Alice Sinatra employs classical field methods to describe a degenerate Bose gas, incorporating thermal and quantum fluctuations. She applies these methods to various problems, such as the nucleation and crystallization of a vortex lattice in a rotating Bose-Einstein condensate, and the temporal spreading of the condensate phase at finite temperature. Collaborating with researchers like Emilia Witkowska and Yvan Castin, Alice Sinatra has demonstrated that the condensate phase spreads ballistically in time at finite temperature, calculating the coefficient of phase spreading using a quantum extension of the classical concept of ergodicity in the system. With collaborators like Hadrien Kurkjian and Yvan Castin, she investigated phase coherence in fermionic pair-condensed systems.

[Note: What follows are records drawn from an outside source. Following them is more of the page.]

//! Error types and error handling strategy.
//!
//! Error handling follows these principles:
//!
//! - Errors are explicit and typed (no stringly-typed errors)
//! - Termination events double as in-band messages:
//!   [`OwnerTerminated`](crate::OwnerTerminated) and
//!   [`LinkTerminated`](crate::LinkTerminated) are only surfaced as errors
//!   when no receive handler accepted the corresponding event
//! - Errors during thread teardown are swallowed; cleanup is unconditional

use core::fmt;

use crate::message::Variant;
use crate::tid::Tid;

/// The kind of error.
#[derive(Debug, Clone, Copy, PartialEq, Eq, Hash)]
pub enum ErrorKind {
    /// `receive_only` saw a message that does not match the requested type.
    /// The message is consumed.
    MessageMismatch,
    /// The owning thread terminated and no handler accepted the event.
    OwnerTerminated,
    /// A linked thread terminated and no handler accepted the event.
    LinkTerminated,
    /// A priority message arrived with no matching handler. Priority
    /// messages are never silently dropped.
    PriorityMismatch,
    /// The target mailbox is bounded, full, and configured to fail senders.
    MailboxFull,
    /// The target mailbox has been closed; the message was discarded.
    MailboxClosed,
    /// The calling thread has no owner.
    NoOwner,
}

/// The error type for messaging operations.
///
/// Carries the [`ErrorKind`], optional context text, the [`Tid`] the error
/// concerns (the terminated peer, the full mailbox), and — for
/// [`ErrorKind::PriorityMismatch`] — the unmatched payload itself, so that
/// callers can still recover the message.
#[derive(Debug)]
pub struct Error {
    kind: ErrorKind,
    context: Option<String>,
    tid: Option<Tid>,
    payload: Option<Variant>,
}

impl Error {
    /// Creates a new error with the given kind.
    #[must_use]
    pub const fn new(kind: ErrorKind) -> Self {
        Self {
            kind,
            context: None,
            tid: None,
            payload: None,
        }
    }

    /// Returns the error kind.
    #[must_use]
    pub const fn kind(&self) -> ErrorKind {
        self.kind
    }

    /// Adds context text to the error.
    #[must_use]
    pub fn with_context(mut self, ctx: impl Into<String>) -> Self {
        self.context = Some(ctx.into());
        self
    }

    /// Attaches the handle the error concerns.
    #[must_use]
    pub fn with_tid(mut self, tid: Tid) -> Self {
        self.tid = Some(tid);
        self
    }

    /// Returns the handle the error concerns, if any.
    #[must_use]
    pub fn tid(&self) -> Option<&Tid> {
        self.tid.as_ref()
    }

    /// Returns true if this error reports owner termination.
    #[must_use]
    pub const fn is_owner_terminated(&self) -> bool {
        matches!(self.kind, ErrorKind::OwnerTerminated)
    }

    /// Returns true if this error reports linked-peer termination.
    #[must_use]
    pub const fn is_link_terminated(&self) -> bool {
        matches!(self.kind, ErrorKind::LinkTerminated)
    }

    /// Takes the unmatched payload out of a priority-mismatch error.
    #[must_use]
    pub fn into_payload(self) -> Option<Variant> {
        self.payload
    }

    /// Owner termination, optionally naming the terminated owner.
    ///
    /// The owner is unknown when a closed mailbox is drained after the
    /// fact, so the handle is optional.
    #[must_use]
    pub fn owner_terminated(tid: Option<Tid>) -> Self {
        let mut err = Self::new(ErrorKind::OwnerTerminated);
        err.tid = tid;
        err
    }

    /// Linked-peer termination.
    #[must_use]
    pub fn link_terminated(tid: Tid) -> Self {
        Self::new(ErrorKind::LinkTerminated).with_tid(tid)
    }

    /// Priority message with no matching handler; carries the payload.
    #[must_use]
    pub fn priority_mismatch(payload: Variant) -> Self {
        let mut err = Self::new(ErrorKind::PriorityMismatch);
        err.payload = Some(payload);
        err
    }

    /// `receive_only` type mismatch.
    ///
    /// The message text is load-bearing: callers relay it across threads in
    /// diagnostics, so it names both the expected and the actual type.
    #[must_use]
    pub fn message_mismatch(expected: &str, got: &str) -> Self {
        Self::new(ErrorKind::MessageMismatch).with_context(format!(
            "Unexpected message type: expected '{expected}', got '{got}'"
        ))
    }
}

impl fmt::Display for Error {
    fn fmt(&self, f: &mut fmt::Formatter<'_>) -> fmt::Result {
        if let Some(ctx) = &self.context {
            return write!(f, "{ctx}");
        }
        write!(f, "{:?}", self.kind)?;
        if let Some(tid) = &self.tid {
            write!(f, ": {tid}")?;
        }
        if let Some(payload) = &self.payload {
            write!(f, ": unmatched '{}'", payload.type_name())?;
        }
        Ok(())
    }
}

impl std::error::Error for Error {}

/// A specialized Result type for messaging operations.
pub type Result<T> = core::result::Result<T, Error>;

In her exploration of spin squeezing in Bose-Einstein condensates, Alice Sinatra investigates the role of decoherence resulting from finite temperature and particle losses. She collaborates with experimentalists from groups such as the Atom chip group of Jakob Reichel in Paris and the group led by Philipp Treutlein. Notably, she has contributed to the realization of spin squeezed states in a bimodal condensate.

Alice Sinatra has also delved into quantum optics, previously collaborating with researchers such as Philippe Grangier and Luigi Lugiato on Quantum Non-Demolition Measurements using cold atoms in an optical cavity, and with Gaël Reinaudi, Frank Laloë, and others on proposals for long-lived quantum memory using nuclear spins of He3.

Moreover, Alice Sinatra has contributed to advancements in the medical application of polarized helium-3 for lung imaging using nuclear magnetic resonance. With her collaborators, she has demonstrated novel optical pumping schemes at high magnetic fields, enabling the preparation of highly polarized samples of helium-3 directly at relatively high pressure.